> [EXTRACTED MATERIAL]:
□ □ □ □ □
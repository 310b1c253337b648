//! Configuration for hvport driver instances

use std::collections::HashSet;
use std::fs;
use std::path::Path;

use serde::{Deserialize, Serialize};

use crate::lifecycle::ModuleKind;
use crate::{Error, Result};

/// Largest resource table a descriptor can index (16 index bits).
pub const MAX_RESOURCE_SLOTS_LIMIT: usize = 1 << 16;

/// Configuration applied to every session opened on a driver
#[derive(Debug, Clone, PartialEq, Eq, Serialize, Deserialize)]
#[serde(default)]
pub struct DriverConfig {
    /// Resource slots per kind (VM and VCPU tables are sized separately)
    pub max_resource_slots: usize,
    /// Number of memory-map slots (`MAX_MEMMAP_SLOT`)
    pub max_memmap_slots: u32,
    /// Largest page count a single memory-map slot may pin
    pub max_map_pages: u32,
    /// Largest single `ReadGuest` / `WriteGuest` transfer in bytes
    pub max_transfer_size: u32,
    /// Lifecycle modules, initialised and released in this order
    pub modules: Vec<ModuleKind>,
}

impl Default for DriverConfig {
    fn default() -> Self {
        Self {
            max_resource_slots: 64,
            max_memmap_slots: 32,
            max_map_pages: 262_144,
            max_transfer_size: 1024 * 1024,
            modules: vec![ModuleKind::Smp, ModuleKind::Allocator, ModuleKind::File],
        }
    }
}

impl DriverConfig {
    /// Create a new configuration with default values
    pub fn new() -> Self {
        Self::default()
    }

    /// Set the number of resource slots per kind
    pub fn max_resource_slots(mut self, slots: usize) -> Self {
        self.max_resource_slots = slots;
        self
    }

    /// Set the number of memory-map slots
    pub fn max_memmap_slots(mut self, slots: u32) -> Self {
        self.max_memmap_slots = slots;
        self
    }

    /// Set the per-slot page limit
    pub fn max_map_pages(mut self, pages: u32) -> Self {
        self.max_map_pages = pages;
        self
    }

    /// Set the guest transfer size limit
    pub fn max_transfer_size(mut self, bytes: u32) -> Self {
        self.max_transfer_size = bytes;
        self
    }

    /// Replace the lifecycle module order
    pub fn modules(mut self, modules: Vec<ModuleKind>) -> Self {
        self.modules = modules;
        self
    }

    /// Load a configuration from a YAML (`.yaml`/`.yml`) or JSON file
    pub fn load(path: &Path) -> Result<Self> {
        let raw = fs::read_to_string(path)
            .map_err(|e| Error::Config(format!("failed to read {}: {}", path.display(), e)))?;

        let is_yaml = path
            .extension()
            .and_then(|ext| ext.to_str())
            .map(|ext| ext.eq_ignore_ascii_case("yaml") || ext.eq_ignore_ascii_case("yml"))
            .unwrap_or(false);

        let config: DriverConfig = if is_yaml {
            serde_yaml::from_str(&raw).map_err(|e| {
                Error::Config(format!("invalid YAML config {}: {}", path.display(), e))
            })?
        } else {
            serde_json::from_str(&raw).map_err(|e| {
                Error::Config(format!("invalid JSON config {}: {}", path.display(), e))
            })?
        };

        config.validate()?;
        Ok(config)
    }

    /// Validate the configuration
    pub fn validate(&self) -> Result<()> {
        if self.max_resource_slots == 0 {
            return Err(Error::Config("Must have at least 1 resource slot".into()));
        }
        if self.max_resource_slots > MAX_RESOURCE_SLOTS_LIMIT {
            return Err(Error::Config(format!(
                "At most {} resource slots supported",
                MAX_RESOURCE_SLOTS_LIMIT
            )));
        }

        if self.max_memmap_slots == 0 {
            return Err(Error::Config("Must have at least 1 memory-map slot".into()));
        }
        if self.max_map_pages == 0 {
            return Err(Error::Config("max_map_pages must be at least 1".into()));
        }
        if self.max_transfer_size == 0 {
            return Err(Error::Config("max_transfer_size must be at least 1".into()));
        }

        let mut seen = HashSet::new();
        for module in &self.modules {
            if !seen.insert(module) {
                return Err(Error::Config(format!("module {:?} listed twice", module)));
            }
        }

        Ok(())
    }
}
□ □ □ □ □
> [INSTRUCTIONS FOR THE TASK]:
Repeat the whole listing, keeping every word exactly as it is.

> [YOUR SOLUTION]:
repository 310b1c253337b648
//! Configuration for hvport driver instances

use std::collections::HashSet;
use std::fs;
use std::path::Path;

use serde::{Deserialize, Serialize};

use crate::lifecycle::ModuleKind;
use crate::{Error, Result};

/// Largest resource table a descriptor can index (16 index bits).
pub const MAX_RESOURCE_SLOTS_LIMIT: usize = 1 << 16;

/// Configuration applied to every session opened on a driver
#[derive(Debug, Clone, PartialEq, Eq, Serialize, Deserialize)]
#[serde(default)]
pub struct DriverConfig {
    /// Resource slots per kind (VM and VCPU tables are sized separately)
    pub max_resource_slots: usize,
    /// Number of memory-map slots (`MAX_MEMMAP_SLOT`)
    pub max_memmap_slots: u32,
    /// Largest page count a single memory-map slot may pin
    pub max_map_pages: u32,
    /// Largest single `ReadGuest` / `WriteGuest` transfer in bytes
    pub max_transfer_size: u32,
    /// Lifecycle modules, initialised and released in this order
    pub modules: Vec<ModuleKind>,
}

impl Default for DriverConfig {
    fn default() -> Self {
        Self {
            max_resource_slots: 64,
            max_memmap_slots: 32,
            max_map_pages: 262_144,
            max_transfer_size: 1024 * 1024,
            modules: vec![ModuleKind::Smp, ModuleKind::Allocator, ModuleKind::File],
        }
    }
}

impl DriverConfig {
    /// Create a new configuration with default values
    pub fn new() -> Self {
        Self::default()
    }

    /// Set the number of resource slots per kind
    pub fn max_resource_slots(mut self, slots: usize) -> Self {
        self.max_resource_slots = slots;
        self
    }

    /// Set the number of memory-map slots
    pub fn max_memmap_slots(mut self, slots: u32) -> Self {
        self.max_memmap_slots = slots;
        self
    }

    /// Set the per-slot page limit
    pub fn max_map_pages(mut self, pages: u32) -> Self {
        self.max_map_pages = pages;
        self
    }

    /// Set the guest transfer size limit
    pub fn max_transfer_size(mut self, bytes: u32) -> Self {
        self.max_transfer_size = bytes;
        self
    }

    /// Replace the lifecycle module order
    pub fn modules(mut self, modules: Vec<ModuleKind>) -> Self {
        self.modules = modules;
        self
    }

    /// Load a configuration from a YAML (`.yaml`/`.yml`) or JSON file
    pub fn load(path: &Path) -> Result<Self> {
        let raw = fs::read_to_string(path)
            .map_err(|e| Error::Config(format!("failed to read {}: {}", path.display(), e)))?;

        let is_yaml = path
            .extension()
            .and_then(|ext| ext.to_str())
            .map(|ext| ext.eq_ignore_ascii_case("yaml") || ext.eq_ignore_ascii_case("yml"))
            .unwrap_or(false);

        let config: DriverConfig = if is_yaml {
            serde_yaml::from_str(&raw).map_err(|e| {
                Error::Config(format!("invalid YAML config {}: {}", path.display(), e))
            })?
        } else {
            serde_json::from_str(&raw).map_err(|e| {
                Error::Config(format!("invalid JSON config {}: {}", path.display(), e))
            })?
        };

        config.validate()?;
        Ok(config)
    }

    /// Validate the configuration
    pub fn validate(&self) -> Result<()> {
        if self.max_resource_slots == 0 {
            return Err(Error::Config("Must have at least 1 resource slot".into()));
        }
        if self.max_resource_slots > MAX_RESOURCE_SLOTS_LIMIT {
            return Err(Error::Config(format!(
                "At most {} resource slots supported",
                MAX_RESOURCE_SLOTS_LIMIT
            )));
        }

        if self.max_memmap_slots == 0 {
            return Err(Error::Config("Must have at least 1 memory-map slot".into()));
        }
        if self.max_map_pages == 0 {
            return Err(Error::Config("max_map_pages must be at least 1".into()));
        }
        if self.max_transfer_size == 0 {
            return Err(Error::Config("max_transfer_size must be at least 1".into()));
        }

        let mut seen = HashSet::new();
        for module in &self.modules {
            if !seen.insert(module) {
                return Err(Error::Config(format!("module {:?} listed twice", module)));
            }
        }

        Ok(())
    }
}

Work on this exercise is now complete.